During the passage of the 2008 Act, the Government rejected an Opposition amendment that would have made it a requirement for non-resident parents to inform us of any change to their circumstances that would affect their liability; the onus would be on them to decide whether a particular change would affect their liability. The amendment was rejected because we felt that it would create precisely the problems that the hon. Gentleman now says he wishes to avoid. Individuals might not know, or they might be so cautious that they would overburden the commission with lots of minutiae of changes that did not affect their liability.
Subsequently, we introduced an amendment to make it an offence for non-resident parents not to inform the commission of changes to their address. The reason for that is practical: it should be an offence if someone moves house and does not notify the commission, to avoid paying the liability that they owe to their children.
After some reflection, we would like now to explore with stakeholders whether there are other clearly defined circumstances under which we would like to make it an offence for people not to notify the commission of changes of circumstances. The primary power is not drafted widely so as to have a wide responsibility, as with the amendment we rejected last year. It is drafted widely to give us the opportunity tightly to define in regulations following consultation precisely what would be included in the power—I cannot be precise about what that will be because we want to consult to work that out. However, I am happy to reassure the hon. Gentleman that it will be simple to understand and designed not to overburden either the commission or the non-resident parent.

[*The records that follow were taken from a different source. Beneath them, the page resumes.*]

//! Deployment configuration.
//!
//! Ding reads a single JSON configuration file (path given by `DING_CONFIG`,
//! defaulting to `ding.json` in the current directory). The resulting
//! [`Config`] is passed by value into every component at construction;
//! nothing here is read again from a global afterward.

use std::path::Path;

use serde::{Deserialize, Serialize};

use crate::error::{DingError, Result};

/// Per-build privilege isolation settings.
#[derive(Debug, Clone, Serialize, Deserialize)]
pub struct IsolationConfig {
    pub enabled: bool,
    pub uid_start: u32,
    pub uid_end: u32,
    /// Identity the unprivileged worker process itself runs as; excluded
    /// from the per-build uid range.
    pub ding_uid: u32,
    pub ding_gid: u32,
    /// Root of the builds tree; every build/checkout path must resolve
    /// inside it.
    pub builds_dir: String,
}

impl Default for IsolationConfig {
    fn default() -> Self {
        Self {
            enabled: false,
            uid_start: 0,
            uid_end: 0,
            ding_uid: 0,
            ding_gid: 0,
            builds_dir: "data/build".to_string(),
        }
    }
}

/// SMTP submission settings for failure/recovery notifications.
#[derive(Debug, Clone, Serialize, Deserialize, Default)]
pub struct MailConfig {
    pub enabled: bool,
    pub smtp_host: String,
    pub smtp_port: u16,
    pub smtp_tls: bool,
    pub smtp_username: String,
    #[serde(default)]
    pub smtp_password: String,
    pub from: String,
    pub from_name: String,
    pub reply_to: Option<String>,
}

/// Mail recipient for build notifications.
#[derive(Debug, Clone, Serialize, Deserialize, Default)]
pub struct NotifyConfig {
    pub name: String,
    pub email: String,
}

/// Top-level deployment configuration.
#[derive(Debug, Clone, Serialize, Deserialize)]
pub struct Config {
    /// Database connection string, e.g. `sqlite:data/ding.db`.
    pub database_url: String,
    /// Base URL used to build links in notification mail.
    pub base_url: String,
    /// Environment variables added to every build child, on top of the
    /// fixed set the driver itself sets (§4.2).
    #[serde(default)]
    pub environment: std::collections::HashMap<String, String>,
    /// Command prefix applied to every spawned build-related child, e.g.
    /// `["nice", "-n", "10"]` or `["timeout", "3600"]`.
    #[serde(default)]
    pub run_prefix: Vec<String>,
    #[serde(default)]
    pub notify: NotifyConfig,
    #[serde(default)]
    pub github_webhook_secret: Option<String>,
    #[serde(default)]
    pub bitbucket_webhook_secret: Option<String>,
    #[serde(default)]
    pub isolate_builds: IsolationConfig,
    #[serde(default)]
    pub mail: MailConfig,
    /// Address the HTTP/RPC surface listens on.
    #[serde(default = "default_listen")]
    pub listen: String,
    /// Root of the promoted-release tree, `data/release/<repo>/<id>/`.
    #[serde(default = "default_release_dir")]
    pub release_dir: String,
    /// Path this configuration was loaded from, so the root process can
    /// re-exec the worker and `ding chownbuild` with the same file.
    #[serde(skip, default)]
    pub config_path: std::path::PathBuf,
}

fn default_listen() -> String {
    "127.0.0.1:8080".to_string()
}

fn default_release_dir() -> String {
    "data/release".to_string()
}

impl Config {
    /// Loads configuration from the file named by `DING_CONFIG`
    /// (default `ding.json`), falling back to environment variable
    /// overrides for anything a deployment prefers not to put on disk.
    pub fn load() -> Result<Self> {
        let path = std::env::var("DING_CONFIG").unwrap_or_else(|_| "ding.json".to_string());
        let mut config = Self::load_from_file(&path)?;
        if let Ok(url) = std::env::var("DATABASE_URL") {
            config.database_url = url;
        }
        if let Ok(listen) = std::env::var("DING_LISTEN") {
            config.listen = listen;
        }
        Ok(config)
    }

    /// Loads configuration from an explicit path, bypassing `DING_CONFIG`.
    /// Used by `ding chownbuild`, which receives its config path as an
    /// argument rather than reading it from the environment.
    pub fn load_from_path(path: impl AsRef<Path>) -> Result<Self> {
        Self::load_from_file(path)
    }

    fn load_from_file(path: impl AsRef<Path>) -> Result<Self> {
        let path = path.as_ref();
        if !path.exists() {
            return Ok(Config {
                database_url: "sqlite:ding.db".to_string(),
                base_url: "http://localhost:8080".to_string(),
                environment: Default::default(),
                run_prefix: Vec::new(),
                notify: NotifyConfig::default(),
                github_webhook_secret: None,
                bitbucket_webhook_secret: None,
                isolate_builds: IsolationConfig::default(),
                mail: MailConfig::default(),
                listen: default_listen(),
                release_dir: default_release_dir(),
                config_path: path.to_path_buf(),
            });
        }
        let data = std::fs::read_to_string(path)?;
        let mut config: Config = serde_json::from_str(&data)
            .map_err(|e| DingError::Configuration(format!("parsing {}: {e}", path.display())))?;
        config.config_path = path.to_path_buf();
        Ok(config)
    }

    /// The numeric identity a given build runs under.
    pub fn build_uid(&self, build_id: i64) -> u32 {
        if !self.isolate_builds.enabled {
            return self.isolate_builds.ding_uid;
        }
        let span = (self.isolate_builds.uid_end - self.isolate_builds.uid_start) as i64;
        let offset = if span > 0 { build_id.rem_euclid(span) } else { 0 };
        self.isolate_builds.uid_start + offset as u32
    }
}

#[cfg(test)]
mod tests {
    use super::*;

    #[test]
    fn missing_config_file_yields_defaults() {
        let config = Config::load_from_file("/nonexistent/ding.json").unwrap();
        assert_eq!(config.listen, "127.0.0.1:8080");
        assert!(!config.isolate_builds.enabled);
    }

    #[test]
    fn build_uid_wraps_within_range() {
        let mut config = Config::load_from_file("/nonexistent/ding.json").unwrap();
        config.isolate_builds.enabled = true;
        config.isolate_builds.uid_start = 2000;
        config.isolate_builds.uid_end = 2010;
        assert_eq!(config.build_uid(0), 2000);
        assert_eq!(config.build_uid(10), 2000);
        assert_eq!(config.build_uid(15), 2005);
    }

    #[test]
    fn build_uid_falls_back_to_ding_uid_when_disabled() {
        let mut config = Config::load_from_file("/nonexistent/ding.json").unwrap();
        config.isolate_builds.ding_uid = 1000;
        assert_eq!(config.build_uid(42), 1000);
    }
}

The type of avenues that we may wish to explore with anyone who has an interest are, perhaps, significant changes to employment, significant changes in earnings in either direction, a change of job, or losing one’s job and leaving the work force for a while. I do not want to say definitely that those will be the avenues because we want to explore the issue.
I am aware of the concerns that Families Need Fathers has rightly raised, I understand, in a conversation last week with the chief executive of CMEC. We will continue to work with it and other groups and we will not propose regulations until we are sure that we have a simple, workable way to ensure that children are more likely to receive what they are owed. I hope that reassures the hon. Gentleman.
Mr. Harper: I am grateful to the Minister. Although the amendment to which she referred was not as brilliantly drafted as this one—not having had the benefit of parliamentary counsel—it clearly had some merit, as Ministers have thought about it again. It was tabled on the basis of making sure that parents would have to disclose relevant information and that the burden was not put on the parent with care or CMEC, who might have to go on a hunting expedition.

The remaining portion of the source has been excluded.